Rasanya, ingin saya ceritakan semua kisah-kisah di atas agar jemari saya ikut menari dengan kisah-kisah mereka, atau setidaknya saya ada saat rasa kalut membelenggu mereka, tapi waktu nyaris tak memberikan ruang, karena saya telah mencipta aktivitas yang tidak terencana, sebelumnya. Kali inipun, saya hanya sanggup menceritakan proses Kreativitas Menulis meski tak sedetail tulisan-tulisan Stephen King atau yang dikenal dengan nama pena Richard Bachman, dalam karya-karya novelnya.

Pulau Gelap, Pulau Gemerlap
Inspirasi menulis datang dari kondisi kegelapan pulau saya, di Giliraja yaitu pulau terpencil di selat Madura di Kota Sumenep Jawa Timur. Pulau yang gagal saya bangun dengan fasilitas-fasilitas finansial—tapi tetap saya bangun dengan motivasi besar melalui tulisan-tulisan yang barangkali akan menjadi inspirasi bagi generasi berikutnya yang lebih memiliki nyali dan idealisme bak samudera. Sedikit usaha sesuai dengan kemampuan, setidaknya akan menaburkan percikan cahaya. Cahaya yang tak hanya oleh terang oleh lampu neon, tetapi terang oleh ilmu pengetahuan.

Ketika saya lahir pada 14 Juni 1980, pulau gelap oleh lampu neon. Satu-satunya lampu neon yang benderang hanya dimiliki oleh seorang juragan kaya raya bernama Haji Pagi (allahumma firlahu), yang oleh sebab kekayaannya saya bisa menonton televise hitam-putih hingga kumandang azan di Musalla Babussalam (sekarang jadi Masjid Babussalam), dan generasi milenial mesti tahu riwayat berdirinya Masjid itu agar tak asal caplok dan menafikan genarasi yang telah merintisnya.

Konon, syarat menjadi penulis sebagaimana yang diajarkan oleh guru-guru saya (termasuk Stephen King) adalah membaca. Membacalah satu-satunya untuk menjadikan seseorang sebagai menulis, termasuk penulis novel. Syarat seperti itu, tak pernah ada di pulau saya. Pulau Giliraja benar-benar gelap. Kalau pun ada bahan bacaan, itu hanya koran-koran bekas yang sebek-sobek, yang saya pungut di jalan-jalan atau yang dibuang kakek saya “Sutarwi” dari bungkus tembakau yang dibelinya dari Pak Asmoni, seorang penjual tembakau dari Sera Bere’ Sumenep.
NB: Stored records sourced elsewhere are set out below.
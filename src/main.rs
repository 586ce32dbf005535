use anyhow::Result;
use clap::Parser;

mod cli;
mod config;
mod crypto;
mod directory;
mod keys;
mod pipeline;
mod ui;

#[tokio::main]
async fn main() -> Result<()> {
    let args = cli::Cli::parse();

    let log_level = if args.verbose {
        tracing::Level::DEBUG
    } else if args.quiet {
        tracing::Level::ERROR
    } else {
        tracing::Level::INFO
    };

    tracing_subscriber::fmt()
        .with_max_level(log_level)
        .with_writer(std::io::stderr)
        .with_target(false)
        .without_time()
        .init();

    if let cli::Command::Completions { shell } = args.command {
        let mut cmd = <cli::Cli as clap::CommandFactory>::command();
        clap_complete::generate(shell, &mut cmd, "agelab", &mut std::io::stdout());
        return Ok(());
    }

    let app = cli::App::new(&args)?;
    match args.command {
        cli::Command::Users(args) => cli::users::run(args, &app).await,
        cli::Command::Encrypt(args) => cli::encrypt::run(args, &app).await,
        cli::Command::Decrypt(args) => cli::decrypt::run(args, &app),
        cli::Command::Completions { .. } => Ok(()),
    }
}
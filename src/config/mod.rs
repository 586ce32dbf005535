use std::path::{Path, PathBuf};
use std::time::Duration;

use anyhow::{Context, Result};
use directories::ProjectDirs;
use serde::Deserialize;

use crate::directory::DEFAULT_TIMEOUT;

/// User configuration from `config.toml`.
///
/// ```toml
/// [directory]
/// url = "https://gitlab.example.com"
/// token = "glpat-..."
/// timeout_secs = 10
///
/// [identity]
/// path = "~/.ssh/id_ed25519"
///
/// [display]
/// censor = false
/// ```
#[derive(Debug, Default, Deserialize)]
#[serde(default)]
pub struct Settings {
    pub directory: DirectoryConfig,
    pub identity: IdentityConfig,
    pub display: DisplayConfig,
}

#[derive(Debug, Default, Deserialize)]
#[serde(default)]
pub struct DirectoryConfig {
    pub url: Option<String>,
    pub token: Option<String>,
    pub timeout_secs: Option<u64>,
}

#[derive(Debug, Default, Deserialize)]
#[serde(default)]
pub struct IdentityConfig {
    pub path: Option<String>,
}

#[derive(Debug, Default, Deserialize)]
#[serde(default)]
pub struct DisplayConfig {
    pub censor: bool,
}

impl Settings {
    /// Load from `config_path`, or from the platform config dir.
    /// A missing file yields defaults.
    pub fn load(config_path: Option<&str>) -> Result<Self> {
        let path = match config_path {
            Some(p) => PathBuf::from(p),
            None => match default_path() {
                Some(p) => p,
                None => return Ok(Self::default()),
            },
        };

        if !path.exists() {
            if config_path.is_some() {
                anyhow::bail!("config file '{}' not found", path.display());
            }
            return Ok(Self::default());
        }

        Self::from_file(&path)
    }

    fn from_file(path: &Path) -> Result<Self> {
        let content = std::fs::read_to_string(path)
            .with_context(|| format!("failed to read {}", path.display()))?;
        let settings: Settings = toml::from_str(&content)
            .with_context(|| format!("failed to parse {}", path.display()))?;
        Ok(settings)
    }

    pub fn timeout(&self) -> Duration {
        self.directory
            .timeout_secs
            .map(Duration::from_secs)
            .unwrap_or(DEFAULT_TIMEOUT)
    }
}

/// `<config dir>/agelab/config.toml`
pub fn default_path() -> Option<PathBuf> {
    ProjectDirs::from("dev", "agelab", "agelab").map(|d| d.config_dir().join("config.toml"))
}

/// First non-empty value, in precedence order.
pub fn pick(flag_or_env: Option<&str>, file: Option<&str>) -> Option<String> {
    flag_or_env
        .filter(|s| !s.trim().is_empty())
        .or(file.filter(|s| !s.trim().is_empty()))
        .map(str::to_string)
}

/// Expand a leading `~/` against the home directory.
pub fn expand_home(path: &str) -> PathBuf {
    if let Some(rest) = path.strip_prefix("~/") {
        if let Some(dirs) = directories::BaseDirs::new() {
            return dirs.home_dir().join(rest);
        }
    }
    PathBuf::from(path)
}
Bahan bacaan yang dianggap akan memperkaya kosa kata, dan ide-ide tak berlaku di pulau saya. Lalu, alasan apa saya mampu membuat novel seperti yang sudah terbit seperti sekarang? Rasanya, syarat yang ditausyiahkan oleh guru-guru menulis sama sekali tak berlaku sama sekali, atau jangan-jangan saya mendapati kekayaan kosa kata dan ide-ide dari para guru yang mendekte materi pelajaran setiap hari di sekolah-sekolah? Masuk ke bawah sadar pikiran saya, lalu berkembang biak ketika melanjutkan ke jenjang pendidikan yang lebih tinggi. Boleh jadi hal itu menjadi musab yang tidak dirasakan secara langsung. Semoga seperti itu, dan guru-guru—yang entah di mana saja saat ini, semoga senantiasa mendapat jariah murid-muridnya.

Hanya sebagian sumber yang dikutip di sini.